Jim and Loretta perform for civil war balls and re-enactments, heritage festivals, community fairs, weddings, receptions, contra dances, concerts and educational programs. Loretta was the Aurora Borealis Association hammered dulcimer performer of the year in 2000. Jim has won the Hetzler’s Fakebook Fiddle Contest and twice won the Nebraska Chapter of the American String Teachers Association Fiddle Tune Composition Contest. Jim is co-author of Come Dance With Me-Favorite Fiddle Tunes & Original Compositions of Les Raber and currently serves as director of the Michigan State Championship Old Time Fiddlers Contest. Jim and Loretta currently play with The Golden Griffon Stringtet. Loretta’s dulcimers were made by Bob Tack of Delton, Michigan and Lost Valley Dulcimers of Montague, Michigan. On this recording, Loretta plays hammered dulcimer and Jim plays fiddle, guitar and bass.
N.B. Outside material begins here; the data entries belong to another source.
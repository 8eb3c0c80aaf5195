use std::path::Path;

use serde::Deserialize;
use thiserror::Error;

use super::generator::DEFAULT_LABEL;

/// Settings for a roster data directory.
///
/// Read from `roster.toml` inside the data directory. Every field has a
/// default, so a file containing only `_version = "1"` is valid.
#[derive(Debug, Clone, PartialEq, Eq, Deserialize)]
#[serde(from = "Versions")]
pub struct Config {
    /// Prefix of generated student names.
    ///
    /// A generated student is named `"{generated_label} {id}"`.
    generated_label: String,

    /// Seed for the student generator.
    ///
    /// When set, every session generates the same batches. When unset, the
    /// generator is seeded from the operating system.
    pub seed: Option<u64>,

    /// Default number of rows shown by listings.
    list_limit: usize,
}

impl Default for Config {
    fn default() -> Self {
        Self {
            generated_label: default_label(),
            seed: None,
            list_limit: default_list_limit(),
        }
    }
}

impl Config {
    /// Loads the configuration from a TOML file at the given path.
    ///
    /// # Errors
    ///
    /// Returns an error if the file cannot be read or if the TOML content is
    /// invalid.
    pub fn load(path: &Path) -> Result<Self, ConfigError> {
        let content = std::fs::read_to_string(path).map_err(ConfigError::Read)?;
        toml::from_str(&content).map_err(ConfigError::Parse)
    }

    /// Returns the prefix of generated student names.
    #[must_use]
    pub fn generated_label(&self) -> &str {
        &self.generated_label
    }

    /// Returns the default number of rows shown by listings.
    #[must_use]
    pub const fn list_limit(&self) -> usize {
        self.list_limit
    }
}

fn default_label() -> String {
    DEFAULT_LABEL.to_string()
}

const fn default_list_limit() -> usize {
    200
}

/// Errors raised while reading the configuration file.
#[derive(Debug, Error)]
pub enum ConfigError {
    /// The file could not be read.
    #[error("Failed to read config file: {0}")]
    Read(#[source] std::io::Error),

    /// The file is not valid TOML for this configuration.
    #[error("Failed to parse config file: {0}")]
    Parse(#[source] toml::de::Error),
}

/// The serialized versions of the configuration.
/// This allows for future changes to the configuration format and to the domain
/// type without breaking compatibility.
#[derive(Debug, Deserialize)]
#[serde(tag = "_version")]
enum Versions {
    #[serde(rename = "1")]
    V1 {
        #[serde(default = "default_label")]
        generated_label: String,

        #[serde(default)]
        seed: Option<u64>,

        #[serde(default = "default_list_limit")]
        list_limit: usize,
    },
}

impl From<Versions> for super::Config {
    fn from(versions: Versions) -> Self {
        match versions {
            Versions::V1 {
                generated_label,
                seed,
                list_limit,
            } => Self {
                generated_label,
                seed,
                list_limit,
            },
        }
    }
}

#[cfg(test)]
mod tests {
    use std::io::Write;

    use super::*;

    #[test]
    fn load_reads_valid_file() {
        let mut file = tempfile::NamedTempFile::new().unwrap();
        file.write_all(
            b"_version = \"1\"\ngenerated_label = \"Estudante\"\nseed = 7\nlist_limit = 25\n",
        )
        .unwrap();

        let config = Config::load(file.path()).unwrap();

        assert_eq!(config.generated_label(), "Estudante");
        assert_eq!(config.seed, Some(7));
        assert_eq!(config.list_limit(), 25);
    }

    #[test]
    fn load_missing_file_returns_error() {
        let tmp = tempfile::tempdir().unwrap();
        let missing = tmp.path().join("missing.toml");

        let error = Config::load(&missing).unwrap_err();
        assert!(matches!(error, ConfigError::Read(_)));
        assert!(error.to_string().starts_with("Failed to read config file:"));
    }

    #[test]
    fn load_invalid_toml_returns_error() {
        let mut file = tempfile::NamedTempFile::new().unwrap();
        file.write_all(b"_version = \"1\"\nlist_limit = \"many\"\n")
            .unwrap();

        let error = Config::load(file.path()).unwrap_err();
        assert!(error.to_string().starts_with("Failed to parse config file:"));
    }

    #[test]
    fn empty_file_returns_default() {
        let expected = Config::default();
        let actual: Config = toml::from_str(r#"_version = "1""#).unwrap();
        assert_eq!(actual, expected);
        assert_eq!(actual.generated_label(), "Aluno Gerado");
        assert_eq!(actual.list_limit(), 200);
    }

    #[test]
    fn unknown_version_is_rejected() {
        let error = toml::from_str::<Config>(r#"_version = "2""#).unwrap_err();
        assert!(error.to_string().contains("_version") || error.to_string().contains("variant"));
    }
}
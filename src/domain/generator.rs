use std::collections::HashSet;

use rand::Rng;
use thiserror::Error;

use crate::domain::{ClassPosition, Ra, Snapshot, Student, StudentId};

/// Number of students appended by one call to
/// [`Store::generate_students`](crate::Store::generate_students).
pub const BATCH_SIZE: usize = 300;

/// Smallest generated enrollment number.
pub const RA_MIN: u32 = 100_000;

/// Largest generated enrollment number.
pub const RA_MAX: u32 = 999_999;

const RA_SPACE: usize = (RA_MAX - RA_MIN + 1) as usize;

/// Default name prefix for generated students.
pub(crate) const DEFAULT_LABEL: &str = "Aluno Gerado";

/// Errors that prevent a batch from being generated.
#[derive(Debug, Error, PartialEq, Eq)]
pub enum GenerateError {
    /// There is no grade level to enroll students in.
    #[error("the catalog has no grade levels")]
    NoDegrees,
    /// There is no class to place students in.
    #[error("the catalog has no classes")]
    NoClasses,
    /// Too few six-digit enrollment numbers are still unused.
    #[error("only {available} enrollment numbers are unused, {requested} are needed")]
    RaSpaceExhausted {
        /// Unused enrollment numbers.
        available: usize,
        /// Enrollment numbers needed for the batch.
        requested: usize,
    },
    /// Continuing the numbering would overflow the id type.
    #[error("student ids would overflow")]
    IdOverflow,
}

/// Builds batches of synthetic students.
///
/// Each generated student gets:
/// - an id continuing the numbering after the existing students
/// - a random six-digit enrollment number not used by any other student
/// - a random grade level and class from the catalog
/// - a name made of the label and the id, e.g. "Aluno Gerado 42"
#[derive(Debug, Clone, PartialEq, Eq)]
pub struct StudentGenerator {
    label: String,
}

impl Default for StudentGenerator {
    fn default() -> Self {
        Self::new(DEFAULT_LABEL)
    }
}

impl StudentGenerator {
    /// Creates a generator naming students with `label`.
    pub fn new(label: impl Into<String>) -> Self {
        Self {
            label: label.into(),
        }
    }

    /// Builds a batch of [`BATCH_SIZE`] students for the given snapshot.
    ///
    /// The snapshot is not modified; the caller appends the batch.
    ///
    /// # Errors
    ///
    /// See [`GenerateError`].
    pub fn batch<R: Rng>(
        &self,
        snapshot: &Snapshot,
        rng: &mut R,
    ) -> Result<Vec<Student>, GenerateError> {
        let catalog = snapshot.catalog();
        let degrees = catalog.degrees();
        if degrees.is_empty() {
            return Err(GenerateError::NoDegrees);
        }

        let positions: Vec<ClassPosition> = catalog
            .class_positions()
            .map(|(position, _)| position)
            .collect();
        if positions.is_empty() {
            return Err(GenerateError::NoClasses);
        }

        let mut used: HashSet<Ra> = snapshot.students().iter().map(|s| s.ra).collect();
        let taken = used
            .iter()
            .filter(|ra| (RA_MIN..=RA_MAX).contains(&ra.get()))
            .count();
        let available = RA_SPACE - taken;
        if available < BATCH_SIZE {
            return Err(GenerateError::RaSpaceExhausted {
                available,
                requested: BATCH_SIZE,
            });
        }

        let base = id_base(snapshot.students());
        let mut batch = Vec::with_capacity(BATCH_SIZE);

        for offset in 1..=BATCH_SIZE {
            let id = u32::try_from(offset)
                .ok()
                .and_then(|offset| base.checked_add(offset))
                .map(StudentId::new)
                .ok_or(GenerateError::IdOverflow)?;

            let degree = &degrees[rng.random_range(0..degrees.len())];
            let class_id = positions[rng.random_range(0..positions.len())];

            batch.push(Student {
                id,
                name: format!("{} {id}", self.label),
                ra: draw_unused_ra(rng, &mut used),
                degree_id: degree.id,
                class_id,
            });
        }

        Ok(batch)
    }
}

/// The number after which generated ids continue.
///
/// This is the student count, raised to the largest existing id when
/// deletions have left gaps in the numbering.
fn id_base(students: &[Student]) -> u32 {
    let count = u32::try_from(students.len()).unwrap_or(u32::MAX);
    let max = students.iter().map(|s| s.id.get()).max().unwrap_or(0);
    count.max(max)
}

/// Draws enrollment numbers until one is not in `used`, then records it.
///
/// The caller guarantees at least one unused value exists in range.
fn draw_unused_ra<R: Rng>(rng: &mut R, used: &mut HashSet<Ra>) -> Ra {
    loop {
        let candidate = Ra::new(rng.random_range(RA_MIN..=RA_MAX));
        if used.insert(candidate) {
            return candidate;
        }
    }
}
The cover image, “The Great Russian Ball at the Academy of Music, November 6, 1863” is an illustration by Winslow Homer from the November 21, 1863 edition of Harper’s Weekly.
Hop Now Schottische Copyright © 2003 Jim McKinney. All other tunes are public domain.
Copyright © 2006 James & Loretta McKinney
1. Pap & Mam - Michigan fiddler Les Raber (1911-2000) played many tunes from Gems of the Ballroom, a collection published by E.T Root & Sons of Chicago in 1890. The real name for this one is Dad & Mam Quadrille fig. 1.
2. The Fireman’s Dance - This lively dance was presented as part of an 1852 program of dances from Collins, New York, that also included Pop Goes The Weasel, Spanish Dance and Opera Reel.
3. Spanish Waltz - There are many versions of this dance and many tunes are used to accompany it. This one comes from Riley’s Flute Melodies vol. 1, published in 1816.
4. Climbing Up Them Golden Stairs - This minstrel tune by F. Heiser from 1884 is still popular at old-time Michigan square dances.
5. Haste to the Wedding/When Johnny Comes Marching Home -The first tune comes from the 1767 operetta, The Elopement, where it was known as Rural Felicity. The second was published by Patrick Sarsfield Gilmore in 1863 under the pseudonym Louis Lambert.
6. The Girl I Left Behind Me/The Year of Jubilo/The Yellow Rose of Texas - While some date The Girl I Left Behind Me to 1758, we found it in Riley’s Flute Melodies of 1816. The Year of Jubilo by Henry Clay Work is from 1862 and Yellow Rose was composed by J.K. in 1858.
7. Grandpa Raber’s - William A. Raber (1862-1931) was a fiddler in the area around Allegan County, Michigan and the grandfather of Les Raber. By 1921, when Les was seriously interested in learning how to play the fiddle, William had suffered a stroke and was only able to teach him by whistling the tunes for him. This is one of William Raber’s tunes.
8. Off She Goes/Steamboat Quickstep - Two tunes from Elias Howe’s Complete Preceptor for the Accordeon of 1850.
9. Unknown #8 - Another tune from the repertoire of William A. Raber. Les said of this one, “Here’s one that my grandfather always played every time he picked the fiddle up.”
10. The Margravine’s Waltz - This tune comes from Playford’s English Dancing Master of 1709. We like to use this tune for the Spanish Waltz.
11. Soldier’s Joy - The first version comes from Saunders’ New and Complete Instructor for the Violin of 1847. After that, we play the more modern versions we’ve learned.
12. Life On The Ocean Wave/Nelly Bly/Battle Hymn - The first tune by Epes Sargent & Henry Russell from 1838 survives today as the old-time square dance, First Two Ladies Cross Over. Nelly Bly is a Stephen Foster composition from 1850. The last tune was first published as Canaan’s Happy Shore by John William Steffe in 1853. In 1861, Julia Ward Howe wrote new lyrics with additional music by G.S. Scofield and called it The Battle Hymn of the Republic. We like to use Henry Ford’s jig-reel-march arrangement for the Virginia Reel.
13. Rochester Schottische/Hop Now Schottische - William Rulison wrote this tune in the early 1850s on his return to Rochester, New York from the California gold rush. The high trills let the dancers know when to hop. In contrast, it’s the rests in Jim’s 2003 composition that are to be filled by the hopping dancers. It’s a magical sight on the dance floor.
14. Bury Me In The Garden, Mother - While searching for more tunes by Joseph Philbrick Webster, we ran across this gem from 1873 that is worth the title alone. Webster also wrote Wildwood Flower and Lorena.
15. Tenstrike Quadrille fig. 4 - We close out with another Les Raber tune from Gems of the Ballroom.